Storage is a separate cost. 18 payers at an average of 150 GB uncompressed per in-network file set is roughly 2.7 TB per monthly snapshot. Six months of history for trend analysis means 16+ TB of raw source data before you build any queryable layer on top. Cloud object storage at current rates runs $0.02–$0.03/GB/month; 16 TB is $320–$480 per month in storage alone, plus egress when you read it.
The monthly refresh treadmill is the steepest ongoing cost. Every month, each payer republishes its files — usually at new URLs. The table-of-contents index must be re-crawled, new file locations located, and the full parse-validate-de-ghost cycle re-run. Payers change field conventions, file structure, and schema compliance between monthly drops. A pipeline that worked in February may throw exceptions on the March file. Monitoring format drift across 18+ payers at thousands of plan files each is ongoing infrastructure — not a one-time project.

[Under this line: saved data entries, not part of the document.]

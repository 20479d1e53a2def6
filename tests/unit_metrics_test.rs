use axum::extract::ws::Message;
use nexus::core::metrics::{CONNECTED_PEERS, gather_metrics, refresh_connection_gauges};
use nexus::core::registry::{ConnectionRegistry, PeerHandle, PeerRole};
use std::sync::Arc;
use tokio::sync::mpsc;

fn peer(session_id: u64, role: PeerRole, id: &str) -> (Arc<PeerHandle>, mpsc::Receiver<Message>) {
    let (tx, rx) = mpsc::channel(8);
    (
        Arc::new(PeerHandle::new(session_id, role, id.to_string(), tx)),
        rx,
    )
}

#[tokio::test]
async fn test_refresh_sets_gauges_from_the_registry() {
    let registry = ConnectionRegistry::new();
    let (bot, _bot_rx) = peer(1, PeerRole::Bot, "100");
    let (w1, _w1_rx) = peer(2, PeerRole::Worker, "w1");
    let (w2, _w2_rx) = peer(3, PeerRole::Worker, "w2");
    registry.register(bot);
    registry.register(w1);
    registry.register(w2);

    // A gauge gone stale after churn must be overwritten, not adjusted.
    CONNECTED_PEERS.with_label_values(&["worker"]).set(99.0);

    refresh_connection_gauges(&registry);
    assert_eq!(CONNECTED_PEERS.with_label_values(&["bot"]).get(), 1.0);
    assert_eq!(CONNECTED_PEERS.with_label_values(&["worker"]).get(), 2.0);
    assert_eq!(CONNECTED_PEERS.with_label_values(&["subscriber"]).get(), 0.0);

    let body = gather_metrics();
    assert!(body.contains(r#"nexus_connected_peers{role="worker"} 2"#));
}
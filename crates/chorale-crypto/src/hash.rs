//! Keccak-256 hashing

use chorale_primitives::{Address, H256};
use sha3::{Digest, Keccak256};

/// Compute Keccak-256 hash of the input data
pub fn keccak256(data: &[u8]) -> H256 {
    let mut hasher = Keccak256::new();
    hasher.update(data);
    H256::from_bytes(hasher.finalize().into())
}

/// Streaming Keccak-256 absorber.
///
/// Absorbing input piecewise yields the same digest as hashing the
/// concatenation of the pieces, so callers can hash multi-part input
/// (address, salt, code hash, ...) without materializing an
/// intermediate buffer.
#[derive(Clone, Debug, Default)]
pub struct Keccak {
    inner: Keccak256,
}

impl Keccak {
    /// Create a new absorber
    pub fn new() -> Self {
        Self {
            inner: Keccak256::new(),
        }
    }

    /// Absorb one segment of input
    pub fn update(&mut self, data: &[u8]) {
        self.inner.update(data);
    }

    /// Finish absorption and return the 32-byte digest
    pub fn finalize(self) -> H256 {
        H256::from_bytes(self.inner.finalize().into())
    }
}

/// Hash the concatenation of several segments
pub fn keccak256_concat(segments: &[&[u8]]) -> H256 {
    let mut hasher = Keccak::new();
    for segment in segments {
        hasher.update(segment);
    }
    hasher.finalize()
}

/// Domain-separated contract address derivation.
///
/// Hashes `0xff ++ deployer ++ salt ++ code_hash` and keeps the low
/// 20 bytes of the digest.
pub fn derive_address(deployer: &Address, salt: &H256, code_hash: &H256) -> Address {
    let mut hasher = Keccak::new();
    hasher.update(&[0xff]);
    hasher.update(deployer.as_bytes());
    hasher.update(salt.as_bytes());
    hasher.update(code_hash.as_bytes());
    let digest = hasher.finalize();

    let mut bytes = [0u8; 20];
    bytes.copy_from_slice(&digest.as_bytes()[12..]);
    Address::from_bytes(bytes)
}

#[cfg(test)]
mod tests {
    use super::*;

    // ==================== Published test vectors ====================

    #[test]
    fn test_keccak256_empty() {
        // keccak256("") = 0xc5d2460186f7233c927e7db2dcc703c0e500b653ca82273b7bfad8045d85a470
        let hash = keccak256(&[]);
        assert_eq!(
            hash.to_hex(),
            "0xc5d2460186f7233c927e7db2dcc703c0e500b653ca82273b7bfad8045d85a470"
        );
    }

    #[test]
    fn test_keccak256_hello() {
        // keccak256("hello") = 0x1c8aff950685c2ed4bc3174f3472287b56d9517b9c948127319a09a7a36deac8
        let hash = keccak256(b"hello");
        assert_eq!(
            hash.to_hex(),
            "0x1c8aff950685c2ed4bc3174f3472287b56d9517b9c948127319a09a7a36deac8"
        );
    }

    #[test]
    fn test_keccak256_single_zero_byte() {
        // keccak256("\x00")
        let hash = keccak256(&[0x00]);
        assert_eq!(
            hash.to_hex(),
            "0xbc36789e7a1e281436464229828f817d6612f7b477d66591ff96a9e064bcc98a"
        );
    }

    #[test]
    fn test_keccak256_quick_brown_fox() {
        let hash = keccak256(b"The quick brown fox jumps over the lazy dog");
        assert_eq!(
            hash.to_hex(),
            "0x4d741b6f1eb29cb2a9b9911c82f56fa8d73b04959d3d9d222895df6c0b28aa15"
        );
    }

    #[test]
    fn test_keccak256_selector() {
        // keccak256("transfer(address,uint256)") starts with 0xa9059cbb
        let hash = keccak256(b"transfer(address,uint256)");
        assert_eq!(&hash.as_bytes()[..4], &[0xa9, 0x05, 0x9c, 0xbb]);
    }

    // ==================== Determinism and sensitivity ====================

    #[test]
    fn test_keccak256_deterministic() {
        let data = b"determinism check";
        assert_eq!(keccak256(data), keccak256(data));
    }

    #[test]
    fn test_keccak256_single_byte_difference() {
        let hash1 = keccak256(&[0x00]);
        let hash2 = keccak256(&[0x01]);
        assert_ne!(hash1, hash2);

        // Most output bytes should differ (avalanche effect)
        let differing = hash1
            .as_bytes()
            .iter()
            .zip(hash2.as_bytes().iter())
            .filter(|(a, b)| a != b)
            .count();
        assert!(differing > 20, "only {} bytes differ", differing);
    }

    // ==================== Streaming absorption ====================

    #[test]
    fn test_streaming_matches_one_shot() {
        let data = b"a multi-part input assembled piecewise";
        let one_shot = keccak256(data);

        let mut hasher = Keccak::new();
        hasher.update(&data[..5]);
        hasher.update(&data[5..20]);
        hasher.update(&data[20..]);
        assert_eq!(hasher.finalize(), one_shot);
    }

    #[test]
    fn test_streaming_empty_segments() {
        let mut hasher = Keccak::new();
        hasher.update(&[]);
        hasher.update(b"hello");
        hasher.update(&[]);
        assert_eq!(hasher.finalize(), keccak256(b"hello"));
    }

    #[test]
    fn test_streaming_across_rate_boundary() {
        // 136 bytes is the Keccak-256 rate; split right on it
        let data = vec![0xAB; 200];
        let mut hasher = Keccak::new();
        hasher.update(&data[..136]);
        hasher.update(&data[136..]);
        assert_eq!(hasher.finalize(), keccak256(&data));
    }

    #[test]
    fn test_concat_helper() {
        let digest = keccak256_concat(&[b"foo", b"bar", b"baz"]);
        assert_eq!(digest, keccak256(b"foobarbaz"));
    }

    // ==================== Address derivation ====================

    #[test]
    fn test_derive_address_matches_manual_hash() {
        let deployer = Address::from_bytes([0x11; 20]);
        let salt = H256::from_bytes([0x22; 32]);
        let code_hash = keccak256(b"init code");

        let derived = derive_address(&deployer, &salt, &code_hash);

        let digest = keccak256_concat(&[
            &[0xff],
            deployer.as_bytes(),
            salt.as_bytes(),
            code_hash.as_bytes(),
        ]);
        assert_eq!(derived.as_bytes(), &digest.as_bytes()[12..]);
    }

    #[test]
    fn test_derive_address_deterministic() {
        let deployer = Address::from_bytes([0x33; 20]);
        let salt = H256::ZERO;
        let code_hash = keccak256(&[]);

        assert_eq!(
            derive_address(&deployer, &salt, &code_hash),
            derive_address(&deployer, &salt, &code_hash)
        );
    }

    #[test]
    fn test_derive_address_salt_sensitive() {
        let deployer = Address::from_bytes([0x44; 20]);
        let code_hash = keccak256(b"code");

        let a = derive_address(&deployer, &H256::from_bytes([0x01; 32]), &code_hash);
        let b = derive_address(&deployer, &H256::from_bytes([0x02; 32]), &code_hash);
        assert_ne!(a, b);
    }

    #[test]
    fn test_derive_address_deployer_sensitive() {
        let salt = H256::from_bytes([0x05; 32]);
        let code_hash = keccak256(b"code");

        let a = derive_address(&Address::from_bytes([0x01; 20]), &salt, &code_hash);
        let b = derive_address(&Address::from_bytes([0x02; 20]), &salt, &code_hash);
        assert_ne!(a, b);
    }
}
//! # chorale-crypto
//!
//! Keccak-256 hash engine for the Chorale execution context.
//!
//! This crate provides:
//! - One-shot and streaming Keccak-256 hashing
//! - Multi-segment helpers for domain-separated derivations

#![warn(missing_docs)]
#![warn(clippy::all)]

mod hash;

pub use hash::{derive_address, keccak256, keccak256_concat, Keccak};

| Approach | Upfront effort | Ongoing effort | Fits when |
|---|---|---|---|
| Build from scratch | 3–6 eng-weeks per payer | Monthly re-run per payer; schema drift monitoring | You need full data ownership and have the engineering capacity |
| Open-source partial parsers | Days to integrate; significant gap-filling | Ongoing maintenance as schema evolves | Single-payer research with a technical team |
| Pre-parsed datasets (files/Parquet) | Hours to load; normalized already | Negotiate refresh terms; verify de-ghosting methodology | Analytics or research work where you receive a data drop |
| Query layer / API (rent, don't build) | Hours to integrate | Subscription cost; no infra to maintain | You need answers, not raw files; time-to-value is the constraint |
For teams that need rates — not infrastructure — CareCost Explorer already has this pipeline running across 18 payers. The same rates, already streamed, de-ghosted, provider-resolved, and normalized, are queryable via API or dashboard. That is not the right fit for every organization, but it is worth pricing before committing engineering timeto a build that replicates existing infrastructure.

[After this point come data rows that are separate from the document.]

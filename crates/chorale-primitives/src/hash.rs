//! Digest type (H256)

use crate::word::Word;
use std::fmt;
use thiserror::Error;

/// Hash parsing error
#[derive(Debug, Error)]
pub enum HashError {
    /// Invalid hex string
    #[error("invalid hex string: {0}")]
    InvalidHex(String),
    /// Invalid length
    #[error("invalid hash length: expected {expected} bytes, got {got}")]
    InvalidLength {
        /// Expected byte length
        expected: usize,
        /// Byte length actually supplied
        got: usize,
    },
}

/// 256-bit digest (32 bytes)
#[derive(Clone, Copy, PartialEq, Eq, Hash, Default)]
pub struct H256([u8; 32]);

impl H256 {
    /// Size in bytes
    pub const LEN: usize = 32;

    /// Zero digest
    pub const ZERO: H256 = H256([0u8; 32]);

    /// Create from bytes
    pub const fn from_bytes(bytes: [u8; 32]) -> Self {
        H256(bytes)
    }

    /// Create from slice
    pub fn from_slice(slice: &[u8]) -> Result<Self, HashError> {
        if slice.len() != 32 {
            return Err(HashError::InvalidLength {
                expected: 32,
                got: slice.len(),
            });
        }
        let mut bytes = [0u8; 32];
        bytes.copy_from_slice(slice);
        Ok(H256(bytes))
    }

    /// Parse from hex string
    pub fn from_hex(s: &str) -> Result<Self, HashError> {
        let s = s.strip_prefix("0x").unwrap_or(s);
        let bytes = hex::decode(s).map_err(|e| HashError::InvalidHex(e.to_string()))?;
        Self::from_slice(&bytes)
    }

    /// Get as bytes
    pub fn as_bytes(&self) -> &[u8; 32] {
        &self.0
    }

    /// Check if zero
    pub fn is_zero(&self) -> bool {
        self.0 == [0u8; 32]
    }

    /// Convert to hex string
    pub fn to_hex(&self) -> String {
        format!("0x{}", hex::encode(self.0))
    }

    /// Reinterpret the digest as a [`Word`] (same width, same byte order)
    pub fn to_word(&self) -> Word {
        Word::from_bytes(self.0)
    }
}

impl fmt::Debug for H256 {
    fn fmt(&self, f: &mut fmt::Formatter<'_>) -> fmt::Result {
        write!(f, "H256({})", self.to_hex())
    }
}

impl fmt::Display for H256 {
    fn fmt(&self, f: &mut fmt::Formatter<'_>) -> fmt::Result {
        write!(f, "{}", self.to_hex())
    }
}

impl From<[u8; 32]> for H256 {
    fn from(bytes: [u8; 32]) -> Self {
        H256(bytes)
    }
}

impl From<H256> for Word {
    fn from(digest: H256) -> Self {
        digest.to_word()
    }
}

impl AsRef<[u8]> for H256 {
    fn as_ref(&self) -> &[u8] {
        &self.0
    }
}
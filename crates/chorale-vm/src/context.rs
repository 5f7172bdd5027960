//! Per-frame execution context

use crate::calldata::Calldata;
use crate::error::VmResult;
use crate::gas::{self, cost, GasMeter, StorageCostTable};
use crate::memory::Memory;
use crate::stack::Stack;
use crate::storage::{StorageHandle, StoreKind};
use chorale_crypto::keccak256;
use chorale_primitives::{Word, H256};

/// Execution context of one call frame.
///
/// Bundles the operand stack, frame memory, the frame's input buffer,
/// a handle to the owning account's storage, and the gas meter. The
/// context is passed explicitly to every operation; there is no
/// ambient frame state, so nested and reentrant frames coexist with
/// clear ownership.
///
/// Each primitive charges its full cost before touching the data area
/// it names; a rejected charge leaves that area exactly as it was,
/// while the effects of earlier primitives stay committed. Operations
/// take effect in strict program order.
#[derive(Debug)]
pub struct ExecutionContext {
    stack: Stack,
    memory: Memory,
    calldata: Calldata,
    storage: StorageHandle,
    gas: GasMeter,
    costs: StorageCostTable,
    refund_eligible: bool,
}

impl ExecutionContext {
    /// Create a frame over the given input, storage, and gas budget
    pub fn new(calldata: impl Into<Calldata>, storage: StorageHandle, gas_budget: u64) -> Self {
        let calldata = calldata.into();
        tracing::debug!(gas_budget, calldata_len = calldata.size(), "frame created");
        Self {
            stack: Stack::new(),
            memory: Memory::new(),
            calldata,
            storage,
            gas: GasMeter::new(gas_budget),
            costs: StorageCostTable::default(),
            refund_eligible: false,
        }
    }

    /// Replace the storage cost tiers for this frame
    pub fn with_costs(mut self, costs: StorageCostTable) -> Self {
        self.costs = costs;
        self
    }

    // ==================== Stack ====================

    /// Push `value`, charging the caller-supplied constant first
    pub fn push(&mut self, value: Word, gas_cost: u64) -> VmResult<()> {
        self.gas.charge(gas_cost)?;
        self.stack.push(value)
    }

    /// Pop the top word
    pub fn pop(&mut self, gas_cost: u64) -> VmResult<Word> {
        self.gas.charge(gas_cost)?;
        self.stack.pop()
    }

    /// Read the word at `depth` (0 = top) without removing it
    pub fn peek(&mut self, depth: usize, gas_cost: u64) -> VmResult<Word> {
        self.gas.charge(gas_cost)?;
        self.stack.peek(depth)
    }

    /// Duplicate the element at `depth` (1 = top) onto the top
    pub fn dup(&mut self, depth: usize, gas_cost: u64) -> VmResult<()> {
        self.gas.charge(gas_cost)?;
        self.stack.dup(depth)
    }

    /// Exchange the top with the element `depth` positions below it
    pub fn swap(&mut self, depth: usize, gas_cost: u64) -> VmResult<()> {
        self.gas.charge(gas_cost)?;
        self.stack.swap(depth)
    }

    // ==================== Memory ====================

    /// Charge for and perform the expansion covering `[offset, offset+len)`
    fn expand_memory(&mut self, offset: usize, len: usize) -> VmResult<()> {
        let target = self.memory.required_size(offset, len);
        self.gas.charge(gas::memory_gas(self.memory.len(), target))?;
        self.memory.grow(target);
        Ok(())
    }

    /// Read `len` bytes at `offset`, expanding (and charging) first.
    ///
    /// A read never fails on bounds; only an unpayable expansion fails.
    pub fn memory_read(&mut self, offset: usize, len: usize) -> VmResult<Vec<u8>> {
        self.expand_memory(offset, len)?;
        Ok(self.memory.read(offset, len))
    }

    /// Write `data` at `offset`, expanding (and charging) first
    pub fn memory_write(&mut self, offset: usize, data: &[u8]) -> VmResult<()> {
        self.expand_memory(offset, data.len())?;
        self.memory.write(offset, data);
        Ok(())
    }

    /// Write one byte at `offset`, expanding (and charging) first
    pub fn memory_write_byte(&mut self, offset: usize, byte: u8) -> VmResult<()> {
        self.expand_memory(offset, 1)?;
        self.memory.write_byte(offset, byte);
        Ok(())
    }

    /// Expand memory to cover `[offset, offset+len)` without storing
    /// anything, charging the expansion; used by allocation helpers
    pub fn memory_reserve(&mut self, offset: usize, len: usize) -> VmResult<()> {
        self.expand_memory(offset, len)
    }

    /// Current memory length in bytes
    pub fn memory_len(&self) -> usize {
        self.memory.len()
    }

    // ==================== Calldata ====================

    /// Input buffer length; charges the base constant
    pub fn calldata_size(&mut self) -> VmResult<usize> {
        self.gas.charge(cost::BASE)?;
        Ok(self.calldata.size())
    }

    /// Big-endian word at `offset` of the input, zero-padded past the end
    pub fn calldata_load(&mut self, offset: usize) -> VmResult<Word> {
        self.gas.charge(cost::VERYLOW)?;
        Ok(self.calldata.load_word(offset))
    }

    /// Copy `len` input bytes (zero-padded past the end) into memory at
    /// `mem_offset`.
    ///
    /// The static cost, the destination expansion, and the per-word
    /// copy cost are charged as one amount before any byte moves; the
    /// input buffer itself is never charged.
    pub fn calldata_copy(
        &mut self,
        mem_offset: usize,
        src_offset: usize,
        len: usize,
    ) -> VmResult<()> {
        let target = self.memory.required_size(mem_offset, len);
        let expansion = gas::memory_gas(self.memory.len(), target);
        self.gas.charge(
            cost::VERYLOW
                .saturating_add(expansion)
                .saturating_add(gas::copy_gas(len)),
        )?;
        self.memory.grow(target);
        self.calldata
            .copy_to(&mut self.memory, mem_offset, src_offset, len);
        Ok(())
    }

    // ==================== Storage ====================

    /// Read the storage slot at `key`
    pub fn storage_load(&mut self, key: &Word) -> VmResult<Word> {
        self.gas.charge(self.costs.load)?;
        Ok(self.storage.load(key))
    }

    /// Write `value` at `key`.
    ///
    /// The write is classified from the slot's prior value, the
    /// matching tier is charged, and only then does the slot change.
    /// Returns the classification so an external accounting layer can
    /// track refunds.
    pub fn storage_store(&mut self, key: Word, value: Word) -> VmResult<StoreKind> {
        let kind = StoreKind::from_transition(self.storage.load(&key), value);
        self.gas.charge(self.costs.write_cost(kind))?;
        self.storage.store(key, value);
        self.refund_eligible = kind.is_refund_eligible();
        tracing::trace!(?kind, "storage write");
        Ok(kind)
    }

    /// Whether the most recent `storage_store` cleared a non-zero slot
    /// (the refund-eligible transition); updated on every store
    pub fn took_refund_eligible_path(&self) -> bool {
        self.refund_eligible
    }

    // ==================== Hashing ====================

    /// Hash `data`, charging the base-plus-per-word cost first
    pub fn hash(&mut self, data: &[u8]) -> VmResult<H256> {
        self.gas.charge(gas::hash_gas(data.len()))?;
        Ok(keccak256(data))
    }

    /// Hash `len` memory bytes at `offset`, charging the expansion and
    /// the hashing cost together before reading
    pub fn hash_memory(&mut self, offset: usize, len: usize) -> VmResult<H256> {
        let target = self.memory.required_size(offset, len);
        let expansion = gas::memory_gas(self.memory.len(), target);
        self.gas
            .charge(expansion.saturating_add(gas::hash_gas(len)))?;
        self.memory.grow(target);
        Ok(keccak256(&self.memory.read(offset, len)))
    }

    // ==================== Introspection and teardown ====================

    /// Gas still available to this frame
    pub fn gas_remaining(&self) -> u64 {
        self.gas.remaining()
    }

    /// Gas consumed by this frame so far
    pub fn gas_used(&self) -> u64 {
        self.gas.used()
    }

    /// The frame's operand stack
    pub fn stack(&self) -> &Stack {
        &self.stack
    }

    /// The frame's memory
    pub fn memory(&self) -> &Memory {
        &self.memory
    }

    /// The frame's input buffer
    pub fn calldata(&self) -> &Calldata {
        &self.calldata
    }

    /// Tear the frame down, releasing its stack and memory; returns
    /// the gas used. Storage outlives the frame through the caller's
    /// handle clones.
    pub fn discard(self) -> u64 {
        let used = self.gas.used();
        tracing::trace!(gas_used = used, "frame discarded");
        used
    }
}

Found a factual error? Email hello@carecostexplorer.com. All regulatory claims trace to the TiC final rule and CMSgov/price-transparency-guide.

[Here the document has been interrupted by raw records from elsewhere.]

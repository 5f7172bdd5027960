//! Frame memory

use chorale_primitives::Word;

/// Word size in bytes; memory length is always a multiple of this
const WORD_SIZE: usize = 32;

/// Byte-addressable frame memory.
///
/// Starts empty, grows in zero-filled 32-byte steps, never shrinks,
/// and is discarded with the frame. Growth itself is unpriced here:
/// callers compute the target with [`Memory::required_size`], charge
/// the expansion through the gas meter, and only then call
/// [`Memory::grow`].
#[derive(Clone, Debug, Default)]
pub struct Memory {
    data: Vec<u8>,
}

impl Memory {
    /// Create new empty memory
    pub fn new() -> Self {
        Self { data: Vec::new() }
    }

    /// Current length in bytes (always a multiple of 32)
    pub fn len(&self) -> usize {
        self.data.len()
    }

    /// Check if no byte has been touched yet
    pub fn is_empty(&self) -> bool {
        self.data.is_empty()
    }

    /// Length the buffer must reach so `[offset, offset + len)` fits,
    /// rounded up to the word boundary; the current length when the
    /// range already fits or `len` is zero. The end offset saturates,
    /// so oversized ranges price out through the gas formula instead
    /// of wrapping.
    pub fn required_size(&self, offset: usize, len: usize) -> usize {
        if len == 0 {
            return self.data.len();
        }
        let end = offset.saturating_add(len);
        if end <= self.data.len() {
            return self.data.len();
        }
        end.div_ceil(WORD_SIZE).saturating_mul(WORD_SIZE)
    }

    /// Zero-fill the buffer out to `target` bytes; never shrinks
    pub fn grow(&mut self, target: usize) {
        if target > self.data.len() {
            self.data.resize(target, 0);
        }
    }

    /// Read exactly `len` bytes from `offset`, zero-padded past the end
    pub fn read(&self, offset: usize, len: usize) -> Vec<u8> {
        if len == 0 {
            return Vec::new();
        }
        let mut out = vec![0u8; len];
        if offset < self.data.len() {
            let end = offset.saturating_add(len).min(self.data.len());
            out[..end - offset].copy_from_slice(&self.data[offset..end]);
        }
        out
    }

    /// Store `data` at `offset`, expanding first as needed
    pub fn write(&mut self, offset: usize, data: &[u8]) {
        if data.is_empty() {
            return;
        }
        let target = self.required_size(offset, data.len());
        self.grow(target);
        self.data[offset..offset + data.len()].copy_from_slice(data);
    }

    /// Store a single byte at `offset`, expanding first as needed.
    /// The offset itself need not be word-aligned; only the expansion is.
    pub fn write_byte(&mut self, offset: usize, byte: u8) {
        let target = self.required_size(offset, 1);
        self.grow(target);
        self.data[offset] = byte;
    }

    /// Load the 32-byte big-endian word at `offset`, zero-padded past the end
    pub fn load_word(&self, offset: usize) -> Word {
        let mut bytes = [0u8; 32];
        if offset < self.data.len() {
            let end = offset.saturating_add(32).min(self.data.len());
            bytes[..end - offset].copy_from_slice(&self.data[offset..end]);
        }
        Word::from_bytes(bytes)
    }

    /// Store a 32-byte big-endian word at `offset`
    pub fn store_word(&mut self, offset: usize, value: &Word) {
        self.write(offset, value.as_bytes());
    }

    /// Raw view of the touched bytes
    pub fn as_slice(&self) -> &[u8] {
        &self.data
    }
}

Frequently Asked Questions
What is a machine-readable file?
A machine-readable file (MRF) is a structured JSON document that a health insurer must publish under the federal Transparency in Coverage rule (45 CFR Part 147). Each file lists negotiated rates between the insurer and its in-network providers, formatted to a schema maintained by CMS at github.com/CMSgov/price-transparency-guide. Files are published to a public URL and refreshed at least monthly.
Are payer MRF files free?
Yes. The Transparency in Coverage rule mandates that all payers publish machine-readable files at no cost. The economic reality: the burden is entirely on you to download and process them. The engineering cost of accessing, storing, and normalizing 50+ TB of monthly MRF updates is substantial — which is why data companies and aggregators charge for parsed MRF data.
Are MRFs the same as hospital price transparency files?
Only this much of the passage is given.